Where in the records does the word "AsyncMemberRule" appear? Copy each line that holds it.

Entries taken from a collection:
——

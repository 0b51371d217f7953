//! Binding of typed rules and nested schemas into object-safe plan steps.
//!
//! A [`Rule`] knows only its input type; a schema needs steps it can run
//! against the whole instance. [`BoundRule`] pairs a rule with the member
//! accessor and erases both behind [`MemberRule`], so a chain is just a
//! `Vec` of boxed steps regardless of the concrete rule types inside.

use std::any::Any;
use std::borrow::Cow;
use std::sync::Arc;

use async_trait::async_trait;
use futures::future::BoxFuture;

use crate::engine::config::ValidationConfig;
use crate::engine::{self, Traversal};
use crate::foundation::{AsyncRule, EngineError, ExecutionStrategy, Rule, RuleCheck};
use crate::result::NestedResults;
use crate::schema::Validatable;

/// Extracts one member's value from the instance.
///
/// Returns `None` when the value is absent (an optional member whose guard
/// already stopped the chain); the step then records nothing.
pub(crate) type Accessor<T, M> =
    Arc<dyn for<'a> Fn(&'a T) -> Option<&'a M> + Send + Sync>;

/// A sync rule bound to its member, erased for chain storage.
pub(crate) trait MemberRule<T>: Send + Sync {
    fn code(&self) -> &'static str;
    fn rule_name(&self) -> &'static str;
    fn check(
        &self,
        instance: &T,
        member: &str,
        config: &ValidationConfig,
    ) -> Result<Option<RuleCheck>, EngineError>;
}

/// An async rule bound to its member, erased for chain storage.
#[async_trait]
pub(crate) trait AsyncMemberRule<T>: Send + Sync {
    fn code(&self) -> &'static str;
    fn rule_name(&self) -> &'static str;
    async fn check(
        &self,
        instance: &T,
        member: &str,
        config: &ValidationConfig,
    ) -> Result<Option<RuleCheck>, EngineError>;
}

/// One registered step of a chain, with the strategy attached at
/// registration time.
pub(crate) enum ChainStep<T> {
    Sync {
        rule: Box<dyn MemberRule<T>>,
        strategy: ExecutionStrategy,
    },
    Async {
        rule: Box<dyn AsyncMemberRule<T>>,
        strategy: ExecutionStrategy,
    },
}

/// One chain of a member: an ordered list of steps under a name.
pub(crate) struct ChainPlan<T> {
    pub(crate) name: Cow<'static, str>,
    pub(crate) steps: Vec<ChainStep<T>>,
}

/// Everything registered for one member: its chains plus an optional
/// nested-schema binding.
pub(crate) struct MemberPlan<T> {
    pub(crate) member: &'static str,
    pub(crate) chains: Vec<ChainPlan<T>>,
    pub(crate) nested: Option<Box<dyn NestedBinding<T>>>,
}

/// Applies the call's configurator to a rule instance.
///
/// A replacement of a different concrete type aborts the call: silently
/// ignoring it would run a rule the caller believes was replaced.
fn reconfigured<R: Any + Send + Sync>(
    rule: &R,
    name: &'static str,
    config: &ValidationConfig,
) -> Result<Option<R>, EngineError> {
    let Some(configurator) = config.configurator() else {
        return Ok(None);
    };
    let Some(replacement) = configurator.reconfigure(rule) else {
        return Ok(None);
    };
    match replacement.downcast::<R>() {
        Ok(rule) => Ok(Some(*rule)),
        Err(_) => Err(EngineError::misconfigured(
            name,
            "configurator returned a replacement of a different type",
        )),
    }
}

pub(crate) struct BoundRule<T, M: ?Sized, R> {
    rule: R,
    accessor: Accessor<T, M>,
}

impl<T, M: ?Sized, R> BoundRule<T, M, R> {
    pub(crate) fn new(rule: R, accessor: Accessor<T, M>) -> Self {
        Self { rule, accessor }
    }
}

impl<T, M, R> MemberRule<T> for BoundRule<T, M, R>
where
    T: Send + Sync + 'static,
    M: ?Sized + Sync + 'static,
    R: Rule<Input = M>,
{
    fn code(&self) -> &'static str {
        self.rule.code()
    }

    fn rule_name(&self) -> &'static str {
        self.rule.name()
    }

    fn check(
        &self,
        instance: &T,
        member: &str,
        config: &ValidationConfig,
    ) -> Result<Option<RuleCheck>, EngineError> {
        let Some(value) = (self.accessor)(instance) else {
            return Ok(None);
        };
        let verdict = match reconfigured(&self.rule, self.rule.name(), config)? {
            Some(rule) => rule.check(member, value),
            None => self.rule.check(member, value),
        };
        Ok(Some(verdict))
    }
}

pub(crate) struct BoundAsyncRule<T, M: ?Sized, R> {
    rule: R,
    accessor: Accessor<T, M>,
}

impl<T, M: ?Sized, R> BoundAsyncRule<T, M, R> {
    pub(crate) fn new(rule: R, accessor: Accessor<T, M>) -> Self {
        Self { rule, accessor }
    }
}

#[async_trait]
impl<T, M, R> AsyncMemberRule<T> for BoundAsyncRule<T, M, R>
where
    T: Send + Sync + 'static,
    M: ?Sized + Sync + 'static,
    R: AsyncRule<Input = M>,
{
    fn code(&self) -> &'static str {
        self.rule.code()
    }

    fn rule_name(&self) -> &'static str {
        self.rule.name()
    }

    async fn check(
        &self,
        instance: &T,
        member: &str,
        config: &ValidationConfig,
    ) -> Result<Option<RuleCheck>, EngineError> {
        let Some(value) = (self.accessor)(instance) else {
            return Ok(None);
        };
        let verdict = match reconfigured(&self.rule, self.rule.name(), config)? {
            Some(rule) => rule.check(member, value).await,
            None => self.rule.check(member, value).await,
        };
        Ok(Some(verdict))
    }
}

// ===== Nested schema bindings =====

/// Recursion into a member whose type carries its own schema.
///
/// Implementations push any index segments onto the traversal path; the
/// member segment itself is pushed by the schema runner before the binding
/// is invoked.
pub(crate) trait NestedBinding<T>: Send + Sync {
    fn run<'a>(
        &'a self,
        instance: &'a T,
        config: &'a ValidationConfig,
        traversal: &'a mut Traversal,
    ) -> BoxFuture<'a, Result<NestedResults, EngineError>>;
}

pub(crate) struct SingleNested<A> {
    pub(crate) accessor: A,
}

impl<T, N, A> NestedBinding<T> for SingleNested<A>
where
    T: Send + Sync + 'static,
    N: Validatable,
    A: for<'a> Fn(&'a T) -> &'a N + Send + Sync + 'static,
{
    fn run<'a>(
        &'a self,
        instance: &'a T,
        config: &'a ValidationConfig,
        traversal: &'a mut Traversal,
    ) -> BoxFuture<'a, Result<NestedResults, EngineError>> {
        Box::pin(async move {
            let value = (self.accessor)(instance);
            let result = engine::run_schema(N::schema(), value, config, traversal).await?;
            Ok(NestedResults::Single(result))
        })
    }
}

pub(crate) struct OptionalNested<A> {
    pub(crate) accessor: A,
}

impl<T, N, A> NestedBinding<T> for OptionalNested<A>
where
    T: Send + Sync + 'static,
    N: Validatable,
    A: for<'a> Fn(&'a T) -> Option<&'a N> + Send + Sync + 'static,
{
    fn run<'a>(
        &'a self,
        instance: &'a T,
        config: &'a ValidationConfig,
        traversal: &'a mut Traversal,
    ) -> BoxFuture<'a, Result<NestedResults, EngineError>> {
        Box::pin(async move {
            match (self.accessor)(instance) {
                Some(value) => {
                    let result =
                        engine::run_schema(N::schema(), value, config, traversal).await?;
                    Ok(NestedResults::Single(result))
                }
                None => Ok(NestedResults::None),
            }
        })
    }
}

pub(crate) struct EachNested<A> {
    pub(crate) accessor: A,
}

impl<T, N, A> NestedBinding<T> for EachNested<A>
where
    T: Send + Sync + 'static,
    N: Validatable,
    A: for<'a> Fn(&'a T) -> &'a [N] + Send + Sync + 'static,
{
    fn run<'a>(
        &'a self,
        instance: &'a T,
        config: &'a ValidationConfig,
        traversal: &'a mut Traversal,
    ) -> BoxFuture<'a, Result<NestedResults, EngineError>> {
        Box::pin(async move {
            let mut entries = Vec::new();
            for (index, element) in (self.accessor)(instance).iter().enumerate() {
                traversal.push_segment(index.to_string());
                let run = engine::run_schema(N::schema(), element, config, traversal).await;
                traversal.pop_segment();
                entries.push((index, run?));
            }
            Ok(NestedResults::Collection(entries))
        })
    }
}

pub(crate) struct EachOptionalNested<A> {
    pub(crate) accessor: A,
}

impl<T, N, A> NestedBinding<T> for EachOptionalNested<A>
where
    T: Send + Sync + 'static,
    N: Validatable,
    A: for<'a> Fn(&'a T) -> &'a [Option<N>] + Send + Sync + 'static,
{
    fn run<'a>(
        &'a self,
        instance: &'a T,
        config: &'a ValidationConfig,
        traversal: &'a mut Traversal,
    ) -> BoxFuture<'a, Result<NestedResults, EngineError>> {
        Box::pin(async move {
            let mut entries = Vec::new();
            // Absent elements are skipped; surviving entries keep their
            // original indices so reported paths stay accurate.
            for (index, element) in (self.accessor)(instance).iter().enumerate() {
                let Some(element) = element else { continue };
                traversal.push_segment(index.to_string());
                let run = engine::run_schema(N::schema(), element, config, traversal).await;
                traversal.pop_segment();
                entries.push((index, run?));
            }
            Ok(NestedResults::Collection(entries))
        })
    }
}

#[cfg(test)]
mod tests {
    use super::*;
    use crate::engine::config::RuleConfigurator;
    use crate::rules::numeric::InRange;

    struct Holder {
        age: i64,
    }

    fn age_rule(min: i64, max: i64) -> BoundRule<Holder, i64, InRange<i64>> {
        BoundRule::new(InRange::new(min, max), Arc::new(|h: &Holder| Some(&h.age)))
    }

    #[test]
    fn bound_rule_reads_through_accessor() {
        let bound = age_rule(0, 120);
        let config = ValidationConfig::new();
        let verdict = bound.check(&Holder { age: 30 }, "Age", &config).unwrap();
        assert!(verdict.unwrap().passed());
    }

    #[test]
    fn configurator_replaces_rule_for_one_call() {
        struct Widen;
        impl RuleConfigurator for Widen {
            fn reconfigure(&self, rule: &dyn Any) -> Option<Box<dyn Any + Send + Sync>> {
                rule.downcast_ref::<InRange<i64>>()
                    .map(|_| Box::new(InRange::new(0i64, 200)) as Box<dyn Any + Send + Sync>)
            }
        }

        let bound = age_rule(0, 120);
        let strict = ValidationConfig::new();
        let relaxed = ValidationConfig::new().with_configurator(Widen);
        let holder = Holder { age: 150 };

        let verdict = bound.check(&holder, "Age", &strict).unwrap();
        assert!(!verdict.unwrap().passed());
        let verdict = bound.check(&holder, "Age", &relaxed).unwrap();
        assert!(verdict.unwrap().passed());
    }

    #[test]
    fn wrong_replacement_type_aborts() {
        struct Sabotage;
        impl RuleConfigurator for Sabotage {
            fn reconfigure(&self, _rule: &dyn Any) -> Option<Box<dyn Any + Send + Sync>> {
                Some(Box::new(42u8))
            }
        }

        let bound = age_rule(0, 120);
        let config = ValidationConfig::new().with_configurator(Sabotage);
        let err = bound.check(&Holder { age: 30 }, "Age", &config).unwrap_err();
        assert!(matches!(err, EngineError::Misconfigured { .. }));
    }

    #[test]
    fn absent_value_records_nothing() {
        let bound: BoundRule<Holder, i64, InRange<i64>> =
            BoundRule::new(InRange::new(0, 120), Arc::new(|_: &Holder| None));
        let config = ValidationConfig::new();
        let verdict = bound.check(&Holder { age: 30 }, "Age", &config).unwrap();
        assert!(verdict.is_none());
    }
}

——

ANSWER SPACE:
pub(crate) trait AsyncMemberRule<T>: Send + Sync {
        rule: Box<dyn AsyncMemberRule<T>>,
impl<T, M, R> AsyncMemberRule<T> for BoundAsyncRule<T, M, R>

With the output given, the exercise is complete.